Turquia ameaça cortar os laços diplomáticos com Israel se os EUA reconhecerem Jerusalém como capital
5 de dezembro de 2017
O presidente turco, Recep Tayyip Erdogan, disse na terça-feira que o reconhecimento dos EUA de Jerusalém como capital de Israel seria uma "linha vermelha" para os muçulmanos. Ele também advertiu que tal passo forçará Ankara a cortar laços diplomáticos com o estado judeu.
"Isso pode levar-nos até a cortar nossas relações diplomáticas com Israel. Você não pode dar um passo assim ", disse Erdogan a uma reunião do grupo parlamentar de seu partido de justiça e desenvolvimento.
O presidente turco também disse que pediria uma reunião com a Organização para a Cooperação Islâmica para se opor a qualquer movimento reconhecendo Jerusalém como a capital de Israel. Ele disse que a medida não só seria uma violação do direito internacional, mas também "um grande golpe para a consciência da humanidade".

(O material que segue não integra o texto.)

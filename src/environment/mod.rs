//! Connection environments for local and remote Docker daemons.
//!
//! This module holds the pieces that decide whether an environment is fit to
//! reach a Docker daemon:
//!
//! - [`VariableNames`]: the names of the connection variables
//!   (`DOCKER_HOST`, `DOCKER_TLS_VERIFY`, `DOCKER_CERT_PATH` by default)
//! - [`DockerType`]: the connection mode, which selects the validation rules
//!   and the host IP resolution strategy
//! - [`validation`]: pure checks for daemon, remote and additional environments
//! - [`HostIpResolver`]: turns a raw `DOCKER_HOST` value into the address to
//!   record for the daemon
//! - [`merge`]: layers user additions over a base environment

mod resolver;
pub mod validation;


use std::collections::{BTreeMap, BTreeSet};
use std::fmt;

use clap::ValueEnum;
use serde::{Deserialize, Serialize};
use smart_default::SmartDefault;

use crate::error::{ConfigError, ValidationError};

pub use resolver::{DaemonHostIpResolver, HostIpResolver, LOCALHOST, RemoteHostIpResolver};

/// A mapping from environment variable name to value.
///
/// Ordered so that rendered environments are stable; lookups never depend on
/// the order.
pub type EnvironmentMap = BTreeMap<String, String>;

/// Names of the variables that bootstrap a Docker connection.
#[derive(Debug, Clone, PartialEq, Eq, SmartDefault, Deserialize, Serialize)]
#[serde(default)]
pub struct VariableNames {
    /// Variable holding the daemon address.
    #[default = "DOCKER_HOST"]
    pub host: String,

    /// Variable enabling TLS verification of the daemon.
    #[default = "DOCKER_TLS_VERIFY"]
    pub tls_verify: String,

    /// Variable holding the directory of the TLS client certificates.
    #[default = "DOCKER_CERT_PATH"]
    pub cert_path: String,
}

impl VariableNames {
    /// Returns every connection variable name.
    #[must_use]
    pub fn all(&self) -> [&str; 3] {
        [
            self.host.as_str(),
            self.tls_verify.as_str(),
            self.cert_path.as_str(),
        ]
    }

    /// Checks that every name is non-blank and that the three are distinct.
    ///
    /// Colliding names would let one connection variable overwrite another.
    ///
    /// # Errors
    ///
    /// Returns [`ConfigError::InvalidValue`] naming the blank field, or
    /// `variables` when two names coincide.
    pub fn validate(&self) -> Result<(), ConfigError> {
        for (field, name) in [
            ("variables.host", &self.host),
            ("variables.tls_verify", &self.tls_verify),
            ("variables.cert_path", &self.cert_path),
        ] {
            if name.trim().is_empty() {
                return Err(ConfigError::InvalidValue {
                    field: String::from(field),
                    reason: String::from("variable name cannot be blank"),
                });
            }
        }

        let distinct: BTreeSet<&str> = self.all().into_iter().collect();
        if distinct.len() == self.all().len() {
            Ok(())
        } else {
            Err(ConfigError::InvalidValue {
                field: String::from("variables"),
                reason: format!(
                    "variable names must be distinct, got {}",
                    self.all().join(", ")
                ),
            })
        }
    }

    /// Looks up the daemon address in `environment`, defaulting to `""`.
    #[must_use]
    pub fn host_in<'a>(&self, environment: &'a EnvironmentMap) -> &'a str {
        environment.get(&self.host).map_or("", String::as_str)
    }
}

/// Where the Docker daemon runs relative to the calling process.
#[derive(Debug, Clone, Copy, PartialEq, Eq, Hash, ValueEnum, Serialize, Deserialize)]
#[serde(rename_all = "lowercase")]
pub enum DockerType {
    /// The daemon listens on the local machine.
    Daemon,
    /// The daemon is reached over the network, optionally with TLS.
    Remote,
}

impl DockerType {
    /// Picks the connection mode implied by an ambient environment.
    ///
    /// A TLS verification flag, or a daemon address that is not local, means
    /// the daemon is remote (for example a docker-machine VM). Anything else
    /// is treated as a local daemon.
    #[must_use]
    pub fn detect(environment: &EnvironmentMap, names: &VariableNames) -> Self {
        let tls_requested = validation::is_set(environment, &names.tls_verify);
        let host = names.host_in(environment);
        if tls_requested || !resolver::is_local_host(host) {
            Self::Remote
        } else {
            Self::Daemon
        }
    }

    /// Validates `environment` against this mode's rules.
    ///
    /// # Errors
    ///
    /// Returns the [`ValidationError`] raised by the daemon or remote
    /// validator.
    pub fn validate(
        self,
        environment: &EnvironmentMap,
        names: &VariableNames,
    ) -> Result<(), ValidationError> {
        match self {
            Self::Daemon => validation::validate_daemon_environment(environment, names),
            Self::Remote => validation::validate_remote_environment(environment, names),
        }
    }

    /// Returns the host IP resolution strategy for this mode.
    #[must_use]
    pub fn host_ip_resolver(self) -> &'static dyn HostIpResolver {
        match self {
            Self::Daemon => &DaemonHostIpResolver,
            Self::Remote => &RemoteHostIpResolver,
        }
    }
}

impl fmt::Display for DockerType {
    fn fmt(&self, f: &mut fmt::Formatter<'_>) -> fmt::Result {
        match self {
            Self::Daemon => f.write_str("daemon"),
            Self::Remote => f.write_str("remote"),
        }
    }
}

/// Snapshots the current process environment.
///
/// Entries whose name or value is not valid UTF-8 are skipped.
#[must_use]
pub fn process_environment() -> EnvironmentMap {
    std::env::vars_os()
        .filter_map(|(key, value)| Some((key.into_string().ok()?, value.into_string().ok()?)))
        .collect()
}

/// Layers `additions` over `base`.
///
/// Keys present in `additions` take its value; every other key from either
/// map is kept unchanged.
#[must_use]
pub fn merge(base: &EnvironmentMap, additions: &EnvironmentMap) -> EnvironmentMap {
    base.iter()
        .chain(additions)
        .map(|(key, value)| (key.clone(), value.clone()))
        .collect()
}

Esperava-se que o presidente dos Estados Unidos, Donald Trump, pesasse sobre o assunto sensível da política externa na segunda-feira, mas as advertências públicas de aliados e chamadas telefônicas privadas entre líderes mundiais levaram a Casa Branca a adiar sua decisão. A Turquia tem sido uma crítica vocal do movimento proposto.
"Se o status [atual] de Jerusalém for alterado e outro passo é tomado ... seria uma grande catástrofe", disse o vice-primeiro ministro, Bekir Bozdag, durante uma coletiva de imprensa na segunda-feira, citada pela AFP. "Destruir completamente o frágil processo de paz na região e levar a novos conflitos, novas disputas e novos conflitos".
A decisão foi adiada uma vez já pela nova administração. "O presidente ficou claro sobre esta questão ... Não é uma questão de se, é uma questão de quando", disse o porta-voz da Casa Branca, Hogan Gidley. Israel considera Jerusalém como sua capital, embora o consenso internacional seja que o status da cidade santa deve ser determinado em conversações de paz com os palestinos. Os líderes palestinos esperam reivindicar a parte oriental da cidade como sua própria capital.
Israel há muito insistiu que Jerusalém é sua capital, mas todas as embaixadas estrangeiras estão localizadas em Tel Aviv. Em outubro, Trump renunciou temporariamente a uma lei que exige que os EUA mudem sua embaixada para Jerusalém. O Ato da Embaixada de Jerusalém foi aprovado durante o primeiro mandato de Bill Clinton em 1995, mas já foi renunciado a cada seis meses pelos presidentes dos EUA.
As relações turco-israelenses enfrentaram contratempos no passado. Em 2011, a Turquia expulsou o embaixador de Israel em Ancara e rebaixou as relações diplomáticas depois de Israel se recusar a pedir desculpas pela morte de oito cidadãos turcos e um turco-americano durante uma incursão em um navio que transporta ajuda aos palestinos em Gaza. As relações diplomáticas completas não foram restauradas até 2016. Mais recentemente, Erdogan ameaçou cortar os laços com o estado judeu em relação ao seu apoio a um estado curdo independente.